Wilson thinks her hard work towards her education helped mold Caden’s attitude towards academics.
“Education is very important in our home. I stayed at home raising both of my boys while I pursued both my Bachelor and Master degree. They had witnessed determination, hard work and late nights mom put in and were present when I walked across the stage to receive my Master’s degree,” said Danelle.
“Both kids understand the value of education and being able to choose their destiny. I believe them seeing me furthering my education, is motivation for them to always want to do better and learn more.”
For Caden, the award reinforces his dedication to hard work.
“I feel happy. This award might help me get into a good college and get a good job. The banquet was fun and all the people shaking my hand made me feel proud,” he said.

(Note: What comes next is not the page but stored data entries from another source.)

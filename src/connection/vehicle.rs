//! Vehicle handle

use futures::Stream;
use std::net::SocketAddr;
use std::sync::Arc;
use tokio::net::TcpListener;
use tokio::sync::watch;
use tokio::task::JoinHandle;
use tokio_stream::wrappers::WatchStream;
use tokio_util::sync::CancellationToken;
use tracing::{debug, error, info};

use crate::mailbox::Mailbox;
use crate::provider::{Actuator, SensorProvider};
use crate::supervisor::SessionState;
use crate::supervisor::vehicle::{VehicleSupervisor, run_sensor_poller};
use crate::types::{ControlFrame, Role, TelemetryFrame};
use crate::{LinkConfig, LinkError, Result};

/// Running vehicle supervisor.
///
/// Owns the control and telemetry listeners for its whole lifetime and
/// announces them until a console attaches. Received control frames go to the
/// [`Actuator`]; sensor samples are polled in the background and streamed
/// back. The actuator is put into its safe state whenever a session ends.
pub struct Vehicle {
    state: watch::Receiver<SessionState>,
    latest_control: Mailbox<ControlFrame>,
    telemetry: Mailbox<TelemetryFrame>,
    control_addr: SocketAddr,
    telemetry_addr: SocketAddr,
    cancel: CancellationToken,
    tasks: Vec<JoinHandle<()>>,
}

impl Vehicle {
    /// Validate `config`, bind both channel listeners and spawn the supervisor.
    ///
    /// A bind failure is returned here rather than retried.
    pub async fn start<S, A>(config: LinkConfig, sensors: S, actuator: A) -> Result<Self>
    where
        S: SensorProvider,
        A: Actuator,
    {
        config.validate()?;

        let bind = config.discovery.bind_address;
        let control_listener = TcpListener::bind((bind, config.control.port))
            .await
            .map_err(|e| LinkError::transport(format!("control bind {bind}:{}", config.control.port), e))?;
        let telemetry_listener = TcpListener::bind((bind, config.telemetry.port))
            .await
            .map_err(|e| {
                LinkError::transport(format!("telemetry bind {bind}:{}", config.telemetry.port), e)
            })?;

        let control_addr = control_listener
            .local_addr()
            .map_err(|e| LinkError::transport("control local_addr", e))?;
        let telemetry_addr = telemetry_listener
            .local_addr()
            .map_err(|e| LinkError::transport("telemetry local_addr", e))?;

        info!(%control_addr, %telemetry_addr, name = %config.vehicle.name, "Starting vehicle");

        let (state_tx, state) = watch::channel(SessionState::new(Role::Vehicle));
        let latest_control = Mailbox::new(ControlFrame::neutral());
        let telemetry = Mailbox::new(TelemetryFrame::default());
        let cancel = CancellationToken::new();

        let poller = tokio::spawn(run_sensor_poller(
            sensors,
            telemetry.clone(),
            config.sensor_interval(),
            cancel.clone(),
        ));

        let supervisor = VehicleSupervisor {
            config,
            control_listener,
            telemetry_listener,
            control_port: control_addr.port(),
            telemetry_port: telemetry_addr.port(),
            actuator: Arc::new(actuator),
            latest_control: latest_control.clone(),
            telemetry: telemetry.clone(),
            state: state_tx,
            cancel: cancel.clone(),
        };
        let supervisor = tokio::spawn(supervisor.run());

        Ok(Self {
            state,
            latest_control,
            telemetry,
            control_addr,
            telemetry_addr,
            cancel,
            tasks: vec![supervisor, poller],
        })
    }

    /// Bound control listener address; its port is the one announced.
    pub fn control_addr(&self) -> SocketAddr {
        self.control_addr
    }

    pub fn telemetry_addr(&self) -> SocketAddr {
        self.telemetry_addr
    }

    /// Most recent control frame received; neutral before the first one.
    pub fn latest_control(&self) -> ControlFrame {
        self.latest_control.latest()
    }

    /// Control frames as they are received.
    pub fn control_updates(&self) -> impl Stream<Item = ControlFrame> + 'static {
        WatchStream::from_changes(self.latest_control.subscribe())
    }

    /// Sample the telemetry sender will transmit next.
    pub fn latest_telemetry(&self) -> TelemetryFrame {
        self.telemetry.latest()
    }

    pub fn state(&self) -> SessionState {
        self.state.borrow().clone()
    }

    pub fn watch_state(&self) -> watch::Receiver<SessionState> {
        self.state.clone()
    }

    pub fn state_updates(&self) -> impl Stream<Item = SessionState> + 'static {
        WatchStream::new(self.state.clone())
    }

    /// Cancel every task, wait for them and return the final state.
    ///
    /// The actuator is left in its safe state.
    pub async fn stop(mut self) -> SessionState {
        self.cancel.cancel();
        for task in self.tasks.drain(..) {
            if let Err(e) = task.await {
                error!("Vehicle task failed: {}", e);
            }
        }
        info!("Vehicle stopped");
        self.state()
    }
}

impl Drop for Vehicle {
    fn drop(&mut self) {
        debug!("Dropping vehicle");
        self.cancel.cancel();
    }
}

Indian Parents of the Year will be awarded to Elijah and RC Metoxen, who were nominated as role models who are consistently active and participate in school, traditional, community and living a healthy lifestyle. They have four children, sons, Elijah Jr. 15, Loh^tiyo 9 and Lawisanawe^se 5 and their daughter Jossalyn 12. RC and Elijah both have multiple post graduate degrees in liberal arts, Science, Business Administration and organizational management and leadership. Both parents stress education by example and they are both employed by the Oneida Nation. Rhiannon and Elijah take great pride in raising their children with respect to the seven-generation philosophy. Both credit their extended families for the support and success of family values.

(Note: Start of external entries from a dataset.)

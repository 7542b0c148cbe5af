//! Control channel loops

use std::time::Duration;
use tokio::io::{AsyncRead, AsyncWrite};
use tokio::time::{MissedTickBehavior, interval};
use tokio_util::sync::CancellationToken;
use tracing::{debug, trace};

use super::{read_frame, write_frame};
use crate::Result;
use crate::codec::{decode_control, encode_control};
use crate::mailbox::Mailbox;
use crate::provider::{Actuator, InputProvider};
use crate::types::{ControlFrame, FrameKind};

/// Console side: sample the input and send one frame per `period`.
///
/// There is no acknowledgement; the next frame supersedes a lost one.
/// Returns the number of frames sent once `cancel` fires.
pub async fn run_control_sender<W, I>(
    mut writer: W,
    input: &I,
    period: Duration,
    cancel: CancellationToken,
) -> Result<u64>
where
    W: AsyncWrite + Unpin,
    I: InputProvider + ?Sized,
{
    let mut ticker = interval(period);
    ticker.set_missed_tick_behavior(MissedTickBehavior::Delay);
    let mut sent = 0u64;

    debug!(?period, "Control sender started");

    loop {
        tokio::select! {
            biased;
            _ = cancel.cancelled() => break,
            _ = ticker.tick() => {}
        }

        let frame = ControlFrame::from_input(&input.current());
        let bytes = encode_control(&frame);

        tokio::select! {
            biased;
            _ = cancel.cancelled() => break,
            result = write_frame(&mut writer, FrameKind::Control, &bytes) => result?,
        }

        sent += 1;
        trace!(
            sent,
            gear = frame.gear,
            steering = frame.steering,
            throttle = frame.throttle,
            brake = frame.brake,
            "Control frame sent"
        );
    }

    debug!(sent, "Control sender stopped");
    Ok(sent)
}

/// Vehicle side: decode every incoming frame, store it and drive the actuator.
///
/// Returns the number of frames applied once `cancel` fires.
pub async fn run_control_receiver<R, A>(
    mut reader: R,
    latest: Mailbox<ControlFrame>,
    actuator: &A,
    cancel: CancellationToken,
) -> Result<u64>
where
    R: AsyncRead + Unpin,
    A: Actuator + ?Sized,
{
    let mut received = 0u64;

    debug!("Control receiver started");

    loop {
        let bytes = tokio::select! {
            biased;
            _ = cancel.cancelled() => break,
            bytes = read_frame::<_, { ControlFrame::WIRE_SIZE }>(&mut reader, FrameKind::Control) => bytes?,
        };

        let frame = decode_control(&bytes)?;
        latest.post(frame);
        actuator.apply(&frame);

        received += 1;
        trace!(received, ?frame, "Control frame applied");
    }

    debug!(received, "Control receiver stopped");
    Ok(received)
}
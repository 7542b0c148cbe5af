//! Identity of a discovered vehicle

use serde::{Deserialize, Serialize};
use std::hash::{Hash, Hasher};
use std::net::{IpAddr, SocketAddr};

/// A vehicle found during discovery.
///
/// Two records are the same vehicle when `(address, control_port)` match; the
/// name and telemetry port do not take part in equality or hashing.
#[derive(Debug, Clone, Serialize, Deserialize)]
#[cfg_attr(feature = "tauri", derive(specta::Type))]
pub struct VehicleRecord {
    /// Display name from the announcement.
    pub name: String,
    /// Source address of the announcement datagram.
    #[cfg_attr(feature = "tauri", specta(type = String))]
    pub address: IpAddr,
    pub control_port: u16,
    pub telemetry_port: u16,
}

impl VehicleRecord {
    pub fn new(
        name: impl Into<String>,
        address: IpAddr,
        control_port: u16,
        telemetry_port: u16,
    ) -> Self {
        Self { name: name.into(), address, control_port, telemetry_port }
    }

    /// Address of the vehicle's control listener.
    pub fn control_addr(&self) -> SocketAddr {
        SocketAddr::new(self.address, self.control_port)
    }

    /// Address of the vehicle's telemetry listener.
    pub fn telemetry_addr(&self) -> SocketAddr {
        SocketAddr::new(self.address, self.telemetry_port)
    }
}

impl PartialEq for VehicleRecord {
    fn eq(&self, other: &Self) -> bool {
        self.address == other.address && self.control_port == other.control_port
    }
}

impl Eq for VehicleRecord {}

impl Hash for VehicleRecord {
    fn hash<H: Hasher>(&self, state: &mut H) {
        self.address.hash(state);
        self.control_port.hash(state);
    }
}

impl std::fmt::Display for VehicleRecord {
    fn fmt(&self, f: &mut std::fmt::Formatter<'_>) -> std::fmt::Result {
        write!(f, "{} ({}:{}/{})", self.name, self.address, self.control_port, self.telemetry_port)
    }
}
//! Presence announcement payload

use serde::{Deserialize, Serialize};
use std::net::IpAddr;

use crate::types::VehicleRecord;
use crate::{LinkError, Result};

/// JSON body of a discovery datagram.
///
/// ```json
/// {"name": "Car1", "control_port": 12345, "telemetry_port": 12346}
/// ```
///
/// All three fields are required and no others are accepted.
#[derive(Debug, Clone, PartialEq, Eq, Serialize, Deserialize)]
#[serde(deny_unknown_fields)]
pub struct Announcement {
    pub name: String,
    pub control_port: u16,
    pub telemetry_port: u16,
}

impl Announcement {
    pub fn new(name: impl Into<String>, control_port: u16, telemetry_port: u16) -> Self {
        Self { name: name.into(), control_port, telemetry_port }
    }

    /// Serialize to the datagram payload.
    pub fn encode(&self) -> Result<Vec<u8>> {
        serde_json::to_vec(self).map_err(|e| LinkError::configuration(e.to_string()))
    }

    /// Parse and validate a datagram payload.
    pub fn parse(payload: &[u8]) -> Result<Self> {
        // Objects only; serde would otherwise accept a positional array.
        let object: serde_json::Map<String, serde_json::Value> = serde_json::from_slice(payload)?;
        let announcement: Announcement = serde_json::from_value(serde_json::Value::Object(object))?;

        if announcement.control_port == 0 {
            return Err(LinkError::discovery_parse("control_port must not be 0"));
        }
        if announcement.telemetry_port == 0 {
            return Err(LinkError::discovery_parse("telemetry_port must not be 0"));
        }

        Ok(announcement)
    }

    /// Build the record for a vehicle that sent this announcement from `sender`.
    pub fn into_record(self, sender: IpAddr) -> VehicleRecord {
        VehicleRecord::new(self.name, sender, self.control_port, self.telemetry_port)
    }
}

The award came out of left field for both Eli and RC.
“Being nominated and selected for this award was definitely a surprise, we do work hard and feel like we are just doing what we are supposed to do as parents. Being a parent is a gift and if you’re taking care of your responsibility than nothing is more rewarding than watching your children become successful, healthy individuals,” said RC.
“We appreciate the recognition and it reminds us that we are doing something right but still learning everyday how to be parents, a job that is not easy but gratifying.”
The Metoxen’s know life opportunities are more abundant when education takes a priority.
“Education is very important to us because it allows individuals to realize their potential and beyond. There is no limit as to how educated one can become whether it’s higher education, learning your language or learning how to parent, as long as the person is willing to work hard for it then the sky is the limit. We teach our children this and want them to challenge themselves to the fullest extent, we agreed as parents to push them and support them no matter what,” said RC.
Outstanding Elder of the Year went to Maxine Thomas, a language teacher and elder who has demonstrated leadership, creativity and commitment to the Oneida language, culture and support for education at the Oneida Nation School system.
“I was surprised that people noticed or cared what I was teaching. This really brought my spirits up again about what I’m doing, and that it made a difference in our community. To see all the people on face book with good words for me, made me proud of myself and all the work and advancement in Language and Culture that Oneida has provided for the people,” said Thomas.
Also winning awards were Linda Orrie for Graduate Student of the Year, and Michaela Welch, and enrolled Stockbridge-Muncee citizen who attends the Oneida Nation School System. Welch was named the 11-12 grade student of the year.
WIEA was established in 1985 by a group of concerned Indian educators. Initially, WIEA was an informational organization, however they now have become a pro-active entity addressing high-level issues that affect Indian Education in Wisconsin.